** Opening DATA TO PROCESS block **

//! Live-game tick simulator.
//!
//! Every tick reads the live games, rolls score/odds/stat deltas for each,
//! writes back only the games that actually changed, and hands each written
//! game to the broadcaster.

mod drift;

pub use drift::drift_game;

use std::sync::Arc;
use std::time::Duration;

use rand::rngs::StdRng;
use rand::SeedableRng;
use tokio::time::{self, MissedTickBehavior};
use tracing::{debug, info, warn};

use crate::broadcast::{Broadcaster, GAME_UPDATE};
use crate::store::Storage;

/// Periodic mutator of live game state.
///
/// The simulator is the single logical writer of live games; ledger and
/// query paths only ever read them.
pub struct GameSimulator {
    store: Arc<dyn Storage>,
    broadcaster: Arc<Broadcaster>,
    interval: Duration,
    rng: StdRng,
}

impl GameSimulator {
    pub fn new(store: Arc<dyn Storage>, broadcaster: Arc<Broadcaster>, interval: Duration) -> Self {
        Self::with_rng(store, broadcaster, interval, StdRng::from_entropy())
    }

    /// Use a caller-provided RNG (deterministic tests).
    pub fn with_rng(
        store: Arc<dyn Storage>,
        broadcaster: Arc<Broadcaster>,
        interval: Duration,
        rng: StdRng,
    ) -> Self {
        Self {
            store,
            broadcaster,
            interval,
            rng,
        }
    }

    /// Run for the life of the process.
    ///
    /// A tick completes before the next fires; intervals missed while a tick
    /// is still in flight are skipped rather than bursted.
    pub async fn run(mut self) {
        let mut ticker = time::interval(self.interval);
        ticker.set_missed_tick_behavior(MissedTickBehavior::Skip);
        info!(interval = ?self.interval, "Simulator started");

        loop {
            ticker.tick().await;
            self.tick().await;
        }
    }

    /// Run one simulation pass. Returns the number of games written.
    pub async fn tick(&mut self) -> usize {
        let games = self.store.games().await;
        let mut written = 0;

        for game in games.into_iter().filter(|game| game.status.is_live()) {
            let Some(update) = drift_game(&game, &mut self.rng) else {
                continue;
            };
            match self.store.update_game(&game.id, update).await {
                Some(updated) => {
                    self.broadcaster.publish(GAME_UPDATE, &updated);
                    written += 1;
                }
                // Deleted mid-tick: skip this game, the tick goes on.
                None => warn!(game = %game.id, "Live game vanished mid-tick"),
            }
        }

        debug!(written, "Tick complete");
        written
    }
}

** Closing DATA TO PROCESS block **
** Opening DATA TO PROCESS block **

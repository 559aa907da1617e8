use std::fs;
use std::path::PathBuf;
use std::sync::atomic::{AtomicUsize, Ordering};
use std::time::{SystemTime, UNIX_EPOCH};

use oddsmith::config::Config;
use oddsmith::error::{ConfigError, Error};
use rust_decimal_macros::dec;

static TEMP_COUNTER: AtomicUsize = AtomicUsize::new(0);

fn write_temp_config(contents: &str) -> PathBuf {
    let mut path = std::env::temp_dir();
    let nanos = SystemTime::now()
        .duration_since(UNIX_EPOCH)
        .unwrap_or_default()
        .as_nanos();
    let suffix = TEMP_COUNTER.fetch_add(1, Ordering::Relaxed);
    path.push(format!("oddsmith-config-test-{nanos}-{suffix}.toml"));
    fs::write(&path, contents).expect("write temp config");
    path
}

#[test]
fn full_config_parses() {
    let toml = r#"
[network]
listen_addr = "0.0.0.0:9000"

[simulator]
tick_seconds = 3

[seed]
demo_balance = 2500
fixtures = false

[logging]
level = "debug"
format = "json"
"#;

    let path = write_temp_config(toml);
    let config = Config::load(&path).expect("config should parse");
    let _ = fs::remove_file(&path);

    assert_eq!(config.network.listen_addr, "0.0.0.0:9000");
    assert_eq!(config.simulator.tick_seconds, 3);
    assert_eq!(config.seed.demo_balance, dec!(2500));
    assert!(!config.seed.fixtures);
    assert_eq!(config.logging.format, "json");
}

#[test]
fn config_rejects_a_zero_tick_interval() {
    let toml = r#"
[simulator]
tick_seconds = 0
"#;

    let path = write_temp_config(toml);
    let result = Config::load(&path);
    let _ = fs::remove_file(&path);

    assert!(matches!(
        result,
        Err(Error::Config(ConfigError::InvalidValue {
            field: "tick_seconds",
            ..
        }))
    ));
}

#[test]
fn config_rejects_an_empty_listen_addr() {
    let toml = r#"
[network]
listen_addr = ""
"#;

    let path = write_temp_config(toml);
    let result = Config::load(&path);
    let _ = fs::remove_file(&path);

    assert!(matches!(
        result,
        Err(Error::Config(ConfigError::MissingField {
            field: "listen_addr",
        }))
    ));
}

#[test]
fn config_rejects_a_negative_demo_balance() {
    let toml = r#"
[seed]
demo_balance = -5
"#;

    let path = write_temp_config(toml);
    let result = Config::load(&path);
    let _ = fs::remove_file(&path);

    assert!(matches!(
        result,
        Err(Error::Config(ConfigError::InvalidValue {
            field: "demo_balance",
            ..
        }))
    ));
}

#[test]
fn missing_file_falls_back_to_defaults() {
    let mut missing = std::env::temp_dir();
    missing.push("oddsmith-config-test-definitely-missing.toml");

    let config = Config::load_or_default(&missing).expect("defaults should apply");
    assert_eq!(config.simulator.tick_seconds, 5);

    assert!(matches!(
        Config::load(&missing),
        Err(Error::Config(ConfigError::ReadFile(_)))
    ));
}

** Closing DATA TO PROCESS block **
** Opening DATA TO PROCESS block **

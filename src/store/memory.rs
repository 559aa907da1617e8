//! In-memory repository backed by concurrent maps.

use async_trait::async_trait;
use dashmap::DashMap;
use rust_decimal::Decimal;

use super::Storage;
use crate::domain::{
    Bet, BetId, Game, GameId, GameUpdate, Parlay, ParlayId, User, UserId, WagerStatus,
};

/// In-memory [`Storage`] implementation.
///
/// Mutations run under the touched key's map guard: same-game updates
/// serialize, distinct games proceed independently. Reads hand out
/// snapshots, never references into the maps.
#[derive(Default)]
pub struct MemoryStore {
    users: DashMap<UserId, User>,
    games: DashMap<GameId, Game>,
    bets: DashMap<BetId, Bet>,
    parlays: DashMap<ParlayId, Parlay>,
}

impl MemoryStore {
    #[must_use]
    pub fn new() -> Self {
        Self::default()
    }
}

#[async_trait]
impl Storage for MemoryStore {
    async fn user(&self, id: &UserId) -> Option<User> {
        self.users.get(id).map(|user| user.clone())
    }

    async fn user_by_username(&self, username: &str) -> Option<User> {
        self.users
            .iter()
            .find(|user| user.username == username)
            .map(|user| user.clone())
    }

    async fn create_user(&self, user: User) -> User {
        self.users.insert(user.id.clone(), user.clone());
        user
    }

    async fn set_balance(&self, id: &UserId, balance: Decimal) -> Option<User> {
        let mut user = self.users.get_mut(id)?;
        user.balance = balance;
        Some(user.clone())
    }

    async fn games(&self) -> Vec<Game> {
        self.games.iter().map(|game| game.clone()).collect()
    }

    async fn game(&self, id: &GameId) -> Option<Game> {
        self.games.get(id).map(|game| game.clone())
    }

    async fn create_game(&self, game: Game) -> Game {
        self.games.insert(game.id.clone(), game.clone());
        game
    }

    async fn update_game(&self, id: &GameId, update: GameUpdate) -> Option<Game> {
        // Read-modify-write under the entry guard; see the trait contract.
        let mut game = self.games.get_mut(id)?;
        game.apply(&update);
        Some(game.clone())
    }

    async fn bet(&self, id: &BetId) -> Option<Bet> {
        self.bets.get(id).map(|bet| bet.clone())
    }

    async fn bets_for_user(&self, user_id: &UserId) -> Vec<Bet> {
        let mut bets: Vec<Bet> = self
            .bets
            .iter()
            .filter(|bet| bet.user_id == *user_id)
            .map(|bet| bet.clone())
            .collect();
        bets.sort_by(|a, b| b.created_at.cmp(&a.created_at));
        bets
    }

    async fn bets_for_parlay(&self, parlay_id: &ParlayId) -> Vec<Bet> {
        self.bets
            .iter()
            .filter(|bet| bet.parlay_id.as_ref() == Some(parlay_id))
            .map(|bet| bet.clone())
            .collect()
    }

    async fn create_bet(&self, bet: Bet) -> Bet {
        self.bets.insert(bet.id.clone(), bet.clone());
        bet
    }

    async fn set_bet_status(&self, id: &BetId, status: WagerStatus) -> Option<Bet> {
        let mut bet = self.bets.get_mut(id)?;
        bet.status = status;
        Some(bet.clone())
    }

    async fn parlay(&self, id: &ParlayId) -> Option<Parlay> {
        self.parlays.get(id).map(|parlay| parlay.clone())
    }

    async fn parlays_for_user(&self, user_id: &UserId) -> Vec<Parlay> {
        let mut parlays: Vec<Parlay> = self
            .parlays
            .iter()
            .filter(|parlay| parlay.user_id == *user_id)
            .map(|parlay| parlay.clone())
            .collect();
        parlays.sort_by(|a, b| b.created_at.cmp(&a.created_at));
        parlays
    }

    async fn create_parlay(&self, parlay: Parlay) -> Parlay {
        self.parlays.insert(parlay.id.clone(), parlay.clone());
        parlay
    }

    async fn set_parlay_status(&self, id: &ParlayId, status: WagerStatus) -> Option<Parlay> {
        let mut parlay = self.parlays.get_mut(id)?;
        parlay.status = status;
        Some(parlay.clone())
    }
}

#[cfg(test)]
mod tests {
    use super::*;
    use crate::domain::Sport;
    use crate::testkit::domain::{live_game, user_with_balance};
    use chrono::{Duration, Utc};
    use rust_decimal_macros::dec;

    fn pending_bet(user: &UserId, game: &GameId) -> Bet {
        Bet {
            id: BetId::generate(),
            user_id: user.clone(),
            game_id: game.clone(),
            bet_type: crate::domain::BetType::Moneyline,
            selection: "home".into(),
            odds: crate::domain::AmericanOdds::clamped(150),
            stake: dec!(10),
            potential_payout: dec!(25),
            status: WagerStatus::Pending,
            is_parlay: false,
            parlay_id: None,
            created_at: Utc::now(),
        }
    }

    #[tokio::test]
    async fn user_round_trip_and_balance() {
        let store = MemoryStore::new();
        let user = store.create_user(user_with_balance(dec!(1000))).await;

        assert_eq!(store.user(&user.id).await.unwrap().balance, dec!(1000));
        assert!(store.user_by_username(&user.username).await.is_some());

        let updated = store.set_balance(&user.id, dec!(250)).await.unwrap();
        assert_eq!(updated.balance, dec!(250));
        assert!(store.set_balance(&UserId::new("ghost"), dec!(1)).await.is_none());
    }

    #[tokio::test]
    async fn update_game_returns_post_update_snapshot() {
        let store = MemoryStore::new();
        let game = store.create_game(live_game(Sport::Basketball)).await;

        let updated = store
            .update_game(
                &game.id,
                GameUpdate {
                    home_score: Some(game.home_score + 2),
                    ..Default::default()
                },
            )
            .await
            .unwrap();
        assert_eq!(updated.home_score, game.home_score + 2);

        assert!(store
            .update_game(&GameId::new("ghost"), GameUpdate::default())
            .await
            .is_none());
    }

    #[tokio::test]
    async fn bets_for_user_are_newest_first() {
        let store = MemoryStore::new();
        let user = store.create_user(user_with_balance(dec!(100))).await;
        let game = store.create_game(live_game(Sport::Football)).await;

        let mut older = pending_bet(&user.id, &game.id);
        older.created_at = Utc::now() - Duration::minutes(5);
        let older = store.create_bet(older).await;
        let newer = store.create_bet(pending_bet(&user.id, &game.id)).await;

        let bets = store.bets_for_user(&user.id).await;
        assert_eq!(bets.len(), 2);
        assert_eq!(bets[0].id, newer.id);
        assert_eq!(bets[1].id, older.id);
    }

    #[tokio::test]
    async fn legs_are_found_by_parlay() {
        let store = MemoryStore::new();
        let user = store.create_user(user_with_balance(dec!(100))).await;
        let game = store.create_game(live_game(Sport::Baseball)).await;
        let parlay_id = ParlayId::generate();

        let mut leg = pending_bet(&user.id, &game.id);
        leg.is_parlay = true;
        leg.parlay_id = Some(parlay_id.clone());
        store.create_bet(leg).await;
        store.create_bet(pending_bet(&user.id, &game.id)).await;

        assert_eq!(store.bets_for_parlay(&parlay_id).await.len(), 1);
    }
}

** Closing DATA TO PROCESS block **

• [ACTIVITY]: Please say only the number of lines in the data that hold "users".

• [RESULT OF THIS EXERCISE]: 5